* **DESCRIPTION OF THE TASK**: Give back exactly the lines of the data below, starting with the line that has "let server = Server::bind(&config.bind_addr).max_workers(8);" and going on through the line that has "pub enum GeocodeError".

* **INFORMATION**:

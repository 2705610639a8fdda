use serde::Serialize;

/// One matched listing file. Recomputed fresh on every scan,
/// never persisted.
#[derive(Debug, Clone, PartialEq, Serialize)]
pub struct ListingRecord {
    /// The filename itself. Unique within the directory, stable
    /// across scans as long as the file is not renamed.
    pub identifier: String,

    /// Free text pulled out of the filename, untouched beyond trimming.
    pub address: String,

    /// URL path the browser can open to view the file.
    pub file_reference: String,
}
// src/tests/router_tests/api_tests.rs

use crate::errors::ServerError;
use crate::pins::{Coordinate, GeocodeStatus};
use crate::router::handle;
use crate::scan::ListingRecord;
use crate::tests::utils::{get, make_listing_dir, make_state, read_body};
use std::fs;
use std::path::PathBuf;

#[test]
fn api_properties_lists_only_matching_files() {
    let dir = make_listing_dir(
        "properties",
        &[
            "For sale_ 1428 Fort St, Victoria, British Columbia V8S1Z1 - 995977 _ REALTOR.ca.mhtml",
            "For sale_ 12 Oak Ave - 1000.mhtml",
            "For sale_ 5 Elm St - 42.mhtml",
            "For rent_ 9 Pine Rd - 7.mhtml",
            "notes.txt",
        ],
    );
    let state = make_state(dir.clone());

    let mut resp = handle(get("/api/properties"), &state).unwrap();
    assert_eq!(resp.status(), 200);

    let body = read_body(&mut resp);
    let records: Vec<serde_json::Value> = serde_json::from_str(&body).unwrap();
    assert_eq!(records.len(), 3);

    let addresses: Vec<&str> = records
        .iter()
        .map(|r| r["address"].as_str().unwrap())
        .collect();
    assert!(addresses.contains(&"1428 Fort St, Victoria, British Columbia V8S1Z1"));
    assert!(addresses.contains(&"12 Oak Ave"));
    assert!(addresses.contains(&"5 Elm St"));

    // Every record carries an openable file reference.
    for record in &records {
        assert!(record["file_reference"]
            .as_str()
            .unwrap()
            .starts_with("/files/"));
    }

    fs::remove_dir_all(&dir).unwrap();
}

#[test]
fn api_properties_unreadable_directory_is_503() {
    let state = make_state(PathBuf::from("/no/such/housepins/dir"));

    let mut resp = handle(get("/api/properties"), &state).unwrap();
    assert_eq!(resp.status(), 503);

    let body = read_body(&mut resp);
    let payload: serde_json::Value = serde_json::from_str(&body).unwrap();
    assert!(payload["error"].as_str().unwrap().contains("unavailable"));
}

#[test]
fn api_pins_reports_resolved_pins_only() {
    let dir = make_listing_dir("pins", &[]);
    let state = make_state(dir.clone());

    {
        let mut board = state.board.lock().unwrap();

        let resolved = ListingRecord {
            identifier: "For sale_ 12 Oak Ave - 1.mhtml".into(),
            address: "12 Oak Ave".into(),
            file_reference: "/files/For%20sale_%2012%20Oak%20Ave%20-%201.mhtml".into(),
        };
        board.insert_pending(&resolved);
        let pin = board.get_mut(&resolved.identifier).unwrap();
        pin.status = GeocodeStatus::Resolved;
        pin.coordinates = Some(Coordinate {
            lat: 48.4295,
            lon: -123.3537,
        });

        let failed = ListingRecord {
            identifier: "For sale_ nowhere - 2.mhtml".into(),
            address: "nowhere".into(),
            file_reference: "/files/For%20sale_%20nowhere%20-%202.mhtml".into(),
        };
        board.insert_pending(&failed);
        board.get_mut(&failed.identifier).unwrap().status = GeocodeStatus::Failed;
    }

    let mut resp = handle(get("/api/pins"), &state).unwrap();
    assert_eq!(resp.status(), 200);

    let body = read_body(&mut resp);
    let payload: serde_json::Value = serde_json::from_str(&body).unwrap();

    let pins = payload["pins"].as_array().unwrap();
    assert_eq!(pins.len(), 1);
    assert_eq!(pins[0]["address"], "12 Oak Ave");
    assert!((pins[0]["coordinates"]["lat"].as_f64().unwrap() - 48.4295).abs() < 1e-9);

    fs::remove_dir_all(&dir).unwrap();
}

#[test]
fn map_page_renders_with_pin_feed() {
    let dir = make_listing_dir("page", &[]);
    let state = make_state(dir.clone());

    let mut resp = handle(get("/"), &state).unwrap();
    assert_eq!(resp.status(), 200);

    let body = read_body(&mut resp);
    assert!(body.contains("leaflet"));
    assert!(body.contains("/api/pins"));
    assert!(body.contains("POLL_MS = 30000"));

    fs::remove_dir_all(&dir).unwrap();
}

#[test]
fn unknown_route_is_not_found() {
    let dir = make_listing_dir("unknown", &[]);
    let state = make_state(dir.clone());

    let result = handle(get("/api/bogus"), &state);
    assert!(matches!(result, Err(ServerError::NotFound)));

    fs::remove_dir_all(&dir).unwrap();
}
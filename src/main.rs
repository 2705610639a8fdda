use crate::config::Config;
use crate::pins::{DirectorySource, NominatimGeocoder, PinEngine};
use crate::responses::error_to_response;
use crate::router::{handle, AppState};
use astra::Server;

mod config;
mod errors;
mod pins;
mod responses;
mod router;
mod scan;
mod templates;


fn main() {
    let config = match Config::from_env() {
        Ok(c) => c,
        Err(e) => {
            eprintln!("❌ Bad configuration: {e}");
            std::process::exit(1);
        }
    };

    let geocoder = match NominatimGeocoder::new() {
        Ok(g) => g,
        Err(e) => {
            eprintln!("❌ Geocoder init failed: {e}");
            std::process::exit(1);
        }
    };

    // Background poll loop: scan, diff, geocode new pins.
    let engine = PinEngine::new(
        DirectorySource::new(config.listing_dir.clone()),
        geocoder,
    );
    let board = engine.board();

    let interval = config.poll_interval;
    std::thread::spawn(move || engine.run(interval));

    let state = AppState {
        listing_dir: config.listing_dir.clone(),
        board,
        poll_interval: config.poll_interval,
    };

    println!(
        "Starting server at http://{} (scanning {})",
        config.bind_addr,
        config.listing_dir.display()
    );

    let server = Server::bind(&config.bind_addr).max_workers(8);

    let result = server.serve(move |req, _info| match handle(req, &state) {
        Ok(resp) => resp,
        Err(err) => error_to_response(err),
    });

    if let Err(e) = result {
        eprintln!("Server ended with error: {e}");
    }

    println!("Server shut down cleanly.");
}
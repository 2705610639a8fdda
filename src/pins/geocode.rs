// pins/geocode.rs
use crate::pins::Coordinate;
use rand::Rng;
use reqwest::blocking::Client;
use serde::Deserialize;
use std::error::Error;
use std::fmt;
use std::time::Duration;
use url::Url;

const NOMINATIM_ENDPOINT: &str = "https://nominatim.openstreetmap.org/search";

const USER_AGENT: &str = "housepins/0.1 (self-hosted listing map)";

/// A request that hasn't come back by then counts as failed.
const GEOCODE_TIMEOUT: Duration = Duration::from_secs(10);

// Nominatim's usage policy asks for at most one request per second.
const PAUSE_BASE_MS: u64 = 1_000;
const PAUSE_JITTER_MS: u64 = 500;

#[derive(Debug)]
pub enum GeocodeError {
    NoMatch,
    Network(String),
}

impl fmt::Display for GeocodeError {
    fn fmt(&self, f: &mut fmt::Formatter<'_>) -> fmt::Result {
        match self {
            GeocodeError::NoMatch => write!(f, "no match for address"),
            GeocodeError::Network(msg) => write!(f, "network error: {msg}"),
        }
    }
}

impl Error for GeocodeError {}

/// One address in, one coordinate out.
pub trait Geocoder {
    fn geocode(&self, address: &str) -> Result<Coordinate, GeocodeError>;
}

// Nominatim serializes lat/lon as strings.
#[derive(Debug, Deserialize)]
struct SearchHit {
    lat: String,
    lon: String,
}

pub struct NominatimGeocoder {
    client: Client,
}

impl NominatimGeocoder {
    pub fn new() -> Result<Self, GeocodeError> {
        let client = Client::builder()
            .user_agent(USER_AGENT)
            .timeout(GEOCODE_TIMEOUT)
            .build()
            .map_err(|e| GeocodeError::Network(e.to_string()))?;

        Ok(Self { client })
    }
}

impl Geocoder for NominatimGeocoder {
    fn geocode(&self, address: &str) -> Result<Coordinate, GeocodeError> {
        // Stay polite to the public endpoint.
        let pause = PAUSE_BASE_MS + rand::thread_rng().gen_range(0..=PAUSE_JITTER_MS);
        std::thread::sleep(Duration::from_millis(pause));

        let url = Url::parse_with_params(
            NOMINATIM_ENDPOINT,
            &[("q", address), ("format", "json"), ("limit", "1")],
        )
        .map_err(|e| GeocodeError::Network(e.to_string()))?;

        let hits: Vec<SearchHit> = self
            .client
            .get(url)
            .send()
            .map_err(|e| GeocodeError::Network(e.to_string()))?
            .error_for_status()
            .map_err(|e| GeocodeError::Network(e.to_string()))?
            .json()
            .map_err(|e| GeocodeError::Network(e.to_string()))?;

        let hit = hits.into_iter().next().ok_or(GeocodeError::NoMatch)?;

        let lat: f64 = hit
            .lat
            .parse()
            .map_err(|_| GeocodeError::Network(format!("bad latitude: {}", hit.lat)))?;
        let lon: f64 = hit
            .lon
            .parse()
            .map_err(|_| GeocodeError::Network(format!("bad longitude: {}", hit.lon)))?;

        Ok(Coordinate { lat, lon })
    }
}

* **ANSWER BOX**:
    let server = Server::bind(&config.bind_addr).max_workers(8);

    let result = server.serve(move |req, _info| match handle(req, &state) {
        Ok(resp) => resp,
        Err(err) => error_to_response(err),
    });

    if let Err(e) = result {
        eprintln!("Server ended with error: {e}");
    }

    println!("Server shut down cleanly.");
}
repository 2705610639a8fdda
filename src/pins/geocode.rs
// pins/geocode.rs
use crate::pins::Coordinate;
use rand::Rng;
use reqwest::blocking::Client;
use serde::Deserialize;
use std::error::Error;
use std::fmt;
use std::time::Duration;
use url::Url;

const NOMINATIM_ENDPOINT: &str = "https://nominatim.openstreetmap.org/search";

const USER_AGENT: &str = "housepins/0.1 (self-hosted listing map)";

/// A request that hasn't come back by then counts as failed.
const GEOCODE_TIMEOUT: Duration = Duration::from_secs(10);

// Nominatim's usage policy asks for at most one request per second.
const PAUSE_BASE_MS: u64 = 1_000;
const PAUSE_JITTER_MS: u64 = 500;

#[derive(Debug)]
pub enum GeocodeError {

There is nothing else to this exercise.